18th President of Davidson College
- In office 2011–2022
- Preceded by: Thomas W. Ross
- Succeeded by: Douglas A. Hicks

Personal details
- Spouses: Terry Lohrenz; Ken Kennedy; George McLendon;
- Children: Caitlin
- Education: University of Chicago Princeton University
- Profession: Professor Academic administrator

= Carol Quillen =

American professor and academic administrator

Carol Everhart Quillen is an American professor and academic administrator. She was the 18th president of Davidson College and currently serves on the Princeton Board of Trustees. She was the first female president of Davidson College and its and first non-alumnus president since 1958. Quillen was president of the National Trust for Historic Preservation from January 2024 until June 2026.

== Biography ==

Quillen grew up in New Castle, Delaware. Her father, William Quillen, was a judge on the Delaware Supreme Court. Her mother, Marcia, was director of development at Wilmington Friends School. Quillen attended the University of Chicago, where she was a student of Allan Bloom. After finishing her PhD at Princeton University, Quillen became a professor of history at Rice University in 1990. At Rice, Quillen eventually became a vice president, focusing on international studies.

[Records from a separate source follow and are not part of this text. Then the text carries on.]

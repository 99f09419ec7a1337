// =============================================================================
// Webhook HMAC verification
// =============================================================================
//
// Same byte-xor comparison discipline as `api::auth::constant_time_eq`,
// extended to cover the webhook signature check: canonicalize the signed
// material as `"{timestamp}.{raw_body}"`, accept the header value with an
// optional `sha256=` or `hmac-sha256=` prefix (or no prefix at all, since
// some alert senders post the bare hex digest), and reject anything
// outside the configured replay window.

use chrono::Utc;
use hmac::{Hmac, Mac};
use sha2::Sha256;

use crate::errors::EngineError;

type HmacSha256 = Hmac<Sha256>;

fn constant_time_eq(a: &[u8], b: &[u8]) -> bool {
    if a.len() != b.len() {
        return false;
    }
    let mut diff = 0u8;
    for (x, y) in a.iter().zip(b.iter()) {
        diff |= x ^ y;
    }
    diff == 0
}

fn strip_known_prefix(header_value: &str) -> &str {
    header_value
        .strip_prefix("sha256=")
        .or_else(|| header_value.strip_prefix("hmac-sha256="))
        .unwrap_or(header_value)
}

/// Verify a webhook delivery's signature and timestamp.
///
/// `timestamp_sec` is the sender-provided Unix timestamp (from a header or
/// the payload body, depending on provider); `tolerance_sec` is the
/// configured replay window half-width.
pub fn verify(
    secret: &str,
    raw_body: &[u8],
    header_signature: &str,
    timestamp_sec: i64,
    tolerance_sec: i64,
) -> Result<(), EngineError> {
    let now = Utc::now().timestamp();
    if (now - timestamp_sec).abs() > tolerance_sec {
        return Err(EngineError::Replay);
    }

    let mut mac = HmacSha256::new_from_slice(secret.as_bytes()).expect("HMAC accepts any key size");
    mac.update(timestamp_sec.to_string().as_bytes());
    mac.update(b".");
    mac.update(raw_body);
    let expected = hex::encode(mac.finalize().into_bytes());

    let provided = strip_known_prefix(header_signature.trim());
    if !constant_time_eq(expected.as_bytes(), provided.as_bytes()) {
        return Err(EngineError::SignatureInvalid);
    }

    Ok(())
}

#[cfg(test)]
mod tests {
    use super::*;

    fn sign(secret: &str, body: &[u8], ts: i64) -> String {
        let mut mac = HmacSha256::new_from_slice(secret.as_bytes()).unwrap();
        mac.update(ts.to_string().as_bytes());
        mac.update(b".");
        mac.update(body);
        hex::encode(mac.finalize().into_bytes())
    }

    #[test]
    fn accepts_valid_signature_within_window() {
        let now = Utc::now().timestamp();
        let sig = sign("secret", b"{\"a\":1}", now);
        assert!(verify("secret", b"{\"a\":1}", &sig, now, 300).is_ok());
    }

    #[test]
    fn accepts_prefixed_signature_variants() {
        let now = Utc::now().timestamp();
        let sig = sign("secret", b"body", now);
        assert!(verify("secret", b"body", &format!("sha256={sig}"), now, 300).is_ok());
        assert!(verify("secret", b"body", &format!("hmac-sha256={sig}"), now, 300).is_ok());
    }

    #[test]
    fn rejects_wrong_secret() {
        let now = Utc::now().timestamp();
        let sig = sign("secret", b"body", now);
        assert!(matches!(
            verify("other-secret", b"body", &sig, now, 300),
            Err(EngineError::SignatureInvalid)
        ));
    }

    #[test]
    fn rejects_timestamp_outside_replay_window() {
        let old = Utc::now().timestamp() - 10_000;
        let sig = sign("secret", b"body", old);
        assert!(matches!(
            verify("secret", b"body", &sig, old, 300),
            Err(EngineError::Replay)
        ));
    }

    #[test]
    fn constant_time_eq_rejects_length_mismatch() {
        assert!(!constant_time_eq(b"abc", b"ab"));
    }
}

In 2011, Quillen became president of Davidson College, becoming the college's first female president. She oversaw major initiatives and changes, including major construction projects such as adding a new practice facility at the Baker Sports Complex and a new science center. She also aided in the transition from the Southern Conference to the Atlantic 10 Conference. During her tenure, Davidson received totaling $45 million from The Duke Endowment, the largest donation in the school's history. Quillen has also overseen the college's $425-million capital campaign. Quillen has advocated accountability for the victims of campus sexual assault and called for increased due process for victims. Quillen resigned from Davidson in 2022, calling her time at the college as an "extraordinary gift".

In 2014, she was appointed to the Advisory Council on Financial Capability for Young Americans by President Barack Obama. Since 2016, Quillen has served as a trustee of the National Humanities Center in Research Triangle Park.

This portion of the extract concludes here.